Geothermal springs Thermoactinomyces 16S rRNA gene sequences Thermostable extracellular hydrolases 

Introduction

Thermal springs are selective habitats of thermophilic microbes serving valuable sources of unique biomolecules and thermostable enzymes (Raddadi et al. 2015; DeCastro et al. 2016; Sahay et al. 2017). Thermophilic microorganisms taxonomically are very diverse and spread widely among prokaryotes (Archaea and Bacteria) (Charliera and Droogmansb 2005; Mehta and Satyanarayana 2013). A separate group of thermophilic bacteria is represented by thermoactinomycetes. Thermoactinomycetes have been isolated from different environments including natural terrestrial hot springs (Carrillo and Benitez-Ahrendts 2014; Sahay et al. 2017). The genus Thermoactinomyces, as one of genera within order Bacillales, includes aerobic, endospore-forming, Gram-positive bacteria (Carrillo and Benitez-Ahrendts 2014). Recently based on phenotypic, phylogenetic and chemotaxonomic analyses species of Thermoactinomyces have been reclassified (Yoon et al. 2005). Currently genus Thermoactinomyces includes five valid species: T. vulgaris (Goodfellow and Jones 2009) T. intermedius (Goodfellow and Jones 2009), T. daqus (Yao et al. 2014), T. guangxiensis (Wu et al. 2015) and T. khenchelensis (Mokrane et al. 2016). T. khenchelensis sp. nov. has been recently isolated from an Algerian hot spring (Mokrane et al. 2016).
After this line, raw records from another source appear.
//! Ten-year luck cycles (대운).
//!
//! A luck cycle is a run of consecutive sexagenary pillars, one per decade
//! of life. [`LuckCycle`] only describes the run (start, direction, length,
//! first age); entries are produced lazily by [`LuckCycle::iter`], so the
//! same value can be iterated any number of times.
//!
//! Two rules are provided:
//! - [`LuckCycleRule::Flat`]: start at `((year − 4) mod 10 + 1) mod 10`,
//!   step forward, ages 0, 10, 20, ... Sex does not affect it.
//! - [`LuckCycleRule::Polarity`]: forward for a yang year with a male
//!   subject or a yin year with a female subject, backward otherwise,
//!   starting one step away from the month pillar. The first age comes
//!   from the distance to the neighbouring sectional term.

use std::str::FromStr;

use serde::{Deserialize, Serialize};

use crate::ganji::{Pillar, Polarity, Sexagenary, Stem};

/// Default number of luck-cycle entries (ages 0–80).
pub const DEFAULT_LUCK_CYCLE_LEN: usize = 8;

/// Upper bound on entries per cycle.
pub const MAX_LUCK_CYCLE_LEN: usize = 12;

/// Years covered by one entry.
pub const YEARS_PER_LUCK_CYCLE: u32 = 10;

/// Days of distance to a sectional term that count as one year of age.
pub const DAYS_PER_START_YEAR: i64 = 3;

/// Subject's sex.
#[derive(Debug, Clone, Copy, PartialEq, Eq, Hash, Serialize, Deserialize)]
#[serde(rename_all = "snake_case")]
pub enum Sex {
    Male,
    Female,
}

impl Sex {
    /// Korean designator (남/여).
    pub const fn name(self) -> &'static str {
        match self {
            Self::Male => "남",
            Self::Female => "여",
        }
    }
}

impl FromStr for Sex {
    type Err = String;

    fn from_str(s: &str) -> Result<Self, Self::Err> {
        match s.trim() {
            "남" | "M" | "m" | "male" | "Male" => Ok(Self::Male),
            "여" | "F" | "f" | "female" | "Female" => Ok(Self::Female),
            other => Err(format!("unrecognised sex {other:?}")),
        }
    }
}

/// Direction of progression around the sexagenary cycle.
#[derive(Debug, Clone, Copy, PartialEq, Eq, Hash, Serialize)]
#[serde(rename_all = "snake_case")]
pub enum Direction {
    Forward,
    Backward,
}

impl Direction {
    /// Forward when year polarity and sex agree (yang/male, yin/female).
    pub const fn for_subject(year_stem: Stem, sex: Sex) -> Self {
        match (year_stem.polarity(), sex) {
            (Polarity::Yang, Sex::Male) | (Polarity::Yin, Sex::Female) => Self::Forward,
            _ => Self::Backward,
        }
    }

    pub const fn step(self) -> i64 {
        match self {
            Self::Forward => 1,
            Self::Backward => -1,
        }
    }
}

/// Which luck-cycle algorithm to apply.
#[derive(Debug, Clone, Copy, PartialEq, Eq, Hash, Default, Serialize, Deserialize)]
#[serde(rename_all = "snake_case")]
pub enum LuckCycleRule {
    #[default]
    Flat,
    Polarity,
}

/// One decade of the luck cycle.
#[derive(Debug, Clone, Copy, PartialEq, Eq, Hash, Serialize)]
pub struct LuckCycleEntry {
    /// 0-based decade position.
    pub order: u8,
    pub pillar: Pillar,
    pub sexagenary: Sexagenary,
    /// Age in years at which this entry begins.
    pub start_age: u32,
}

/// Description of a luck-cycle run.
#[derive(Debug, Clone, Copy, PartialEq, Eq, Hash, Serialize)]
pub struct LuckCycle {
    start: Sexagenary,
    direction: Direction,
    first_age: u32,
    len: usize,
}

/// Start index of the flat rule.
pub const fn flat_start_index(birth_year: i32) -> i64 {
    ((birth_year as i64 - 4).rem_euclid(10) + 1) % 10
}

/// Flat luck cycle with the default length.
///
/// The sex argument is accepted for interface parity with the polarity rule
/// but does not change the flat progression.
pub fn generate(birth_year: i32, _sex: Sex) -> LuckCycle {
    LuckCycle::flat(birth_year, DEFAULT_LUCK_CYCLE_LEN)
}

/// Age at which a polarity-rule cycle begins: days to the neighbouring
/// sectional term divided by three, rounded to nearest.
pub const fn start_age_from_days(days: i64) -> u32 {
    let days = days.abs();
    ((days + DAYS_PER_START_YEAR / 2) / DAYS_PER_START_YEAR) as u32
}

impl LuckCycle {
    /// Flat rule: start at [`flat_start_index`], step forward by one per
    /// decade from age 0.
    pub fn flat(birth_year: i32, len: usize) -> Self {
        Self {
            start: Sexagenary::new(flat_start_index(birth_year)),
            direction: Direction::Forward,
            first_age: 0,
            len: len.min(MAX_LUCK_CYCLE_LEN),
        }
    }

    /// Polarity rule: one step from `month` in `direction`, beginning at
    /// `first_age`.
    pub fn polarity(month: Sexagenary, direction: Direction, first_age: u32, len: usize) -> Self {
        Self {
            start: month.offset(direction.step()),
            direction,
            first_age,
            len: len.min(MAX_LUCK_CYCLE_LEN),
        }
    }

    pub const fn start(&self) -> Sexagenary {
        self.start
    }

    pub const fn direction(&self) -> Direction {
        self.direction
    }

    pub const fn first_age(&self) -> u32 {
        self.first_age
    }

    pub const fn len(&self) -> usize {
        self.len
    }

    pub const fn is_empty(&self) -> bool {
        self.len == 0
    }

    /// Entry at decade `order`, if within the cycle.
    pub fn entry(&self, order: usize) -> Option<LuckCycleEntry> {
        if order >= self.len {
            return None;
        }
        let sexagenary = self.start.offset(order as i64 * self.direction.step());
        Some(LuckCycleEntry {
            order: order as u8,
            pillar: sexagenary.pillar(),
            sexagenary,
            start_age: self.first_age + order as u32 * YEARS_PER_LUCK_CYCLE,
        })
    }

    pub fn iter(&self) -> LuckCycleIter {
        LuckCycleIter {
            cycle: *self,
            next: 0,
        }
    }
}

impl IntoIterator for &LuckCycle {
    type Item = LuckCycleEntry;
    type IntoIter = LuckCycleIter;

    fn into_iter(self) -> Self::IntoIter {
        self.iter()
    }
}

/// Lazy iterator over a [`LuckCycle`].
#[derive(Debug, Clone)]
pub struct LuckCycleIter {
    cycle: LuckCycle,
    next: usize,
}

impl Iterator for LuckCycleIter {
    type Item = LuckCycleEntry;

    fn next(&mut self) -> Option<Self::Item> {
        let entry = self.cycle.entry(self.next)?;
        self.next += 1;
        Some(entry)
    }

    fn size_hint(&self) -> (usize, Option<usize>) {
        let remaining = self.cycle.len.saturating_sub(self.next);
        (remaining, Some(remaining))
    }
}

impl ExactSizeIterator for LuckCycleIter {}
In the last decade, several strains of thermoactinomycetes have been isolated from geothermal areas in Bulgaria (Derekova et al. 2008), India (Sahay et al. 2017), Russia (Rozanov et al. 2017), Turkay (Uzel et al. 2011; Aksoy et al. 2012), Pakistan (Jadoon et al. 2014), Kenya (Waithaka et al. 2017) and Japan (Nishiyama et al. 2013).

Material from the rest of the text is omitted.